§ **Assigned task**
Check each line of the material. Copy those containing "Einträge".

§ §

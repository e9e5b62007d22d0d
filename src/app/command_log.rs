//! Ringpuffer der zuletzt ausgeführten Commands (Diagnose und Tests).

use super::AppCommand;
use std::collections::VecDeque;

const DEFAULT_LIMIT: usize = 512;

/// Hält die letzten `limit` Commands in Ausführungsreihenfolge.
pub struct CommandLog {
    entries: VecDeque<AppCommand>,
    limit: usize,
}

impl Default for CommandLog {
    fn default() -> Self {
        Self::with_limit(DEFAULT_LIMIT)
    }
}

impl CommandLog {
    /// Log mit Standardgröße
    pub fn new() -> Self {
        Self::default()
    }

    /// Log, das höchstens `limit` Einträge behält (mindestens einen).
    pub fn with_limit(limit: usize) -> Self {
        let limit = limit.max(1);
        Self {
            entries: VecDeque::with_capacity(limit.min(DEFAULT_LIMIT)),
            limit,
        }
    }

    /// Merkt einen Command; bei vollem Log fällt der älteste heraus.
    pub fn record(&mut self, command: &AppCommand) {
        if self.entries.len() == self.limit {
            self.entries.pop_front();
        }
        self.entries.push_back(command.clone());
    }

    pub fn len(&self) -> usize {
        self.entries.len()
    }

    pub fn is_empty(&self) -> bool {
        self.entries.is_empty()
    }

    /// Zuletzt ausgeführter Command
    pub fn last(&self) -> Option<&AppCommand> {
        self.entries.back()
    }

    /// Einträge vom ältesten zum jüngsten
    pub fn entries(&self) -> impl Iterator<Item = &AppCommand> + '_ {
        self.entries.iter()
    }
}

#[cfg(test)]
mod tests {
    use super::*;

    #[test]
    fn test_full_log_drops_oldest_entry() {
        let mut log = CommandLog::with_limit(3);
        log.record(&AppCommand::LoadMarkers);
        log.record(&AppCommand::ReconcileOverlays);
        log.record(&AppCommand::RequestGeolocation);
        log.record(&AppCommand::ClearRoute);

        assert_eq!(log.len(), 3);
        assert!(matches!(
            log.entries().next(),
            Some(AppCommand::ReconcileOverlays)
        ));
        assert!(matches!(log.last(), Some(AppCommand::ClearRoute)));
    }

    #[test]
    fn test_zero_limit_keeps_latest() {
        let mut log = CommandLog::with_limit(0);
        log.record(&AppCommand::LoadMarkers);
        log.record(&AppCommand::ClearRoute);

        assert_eq!(log.len(), 1);
        assert!(matches!(log.last(), Some(AppCommand::ClearRoute)));
    }
}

§ §

§ **Exercise response**
    /// Log, das höchstens `limit` Einträge behält (mindestens einen).
    /// Einträge vom ältesten zum jüngsten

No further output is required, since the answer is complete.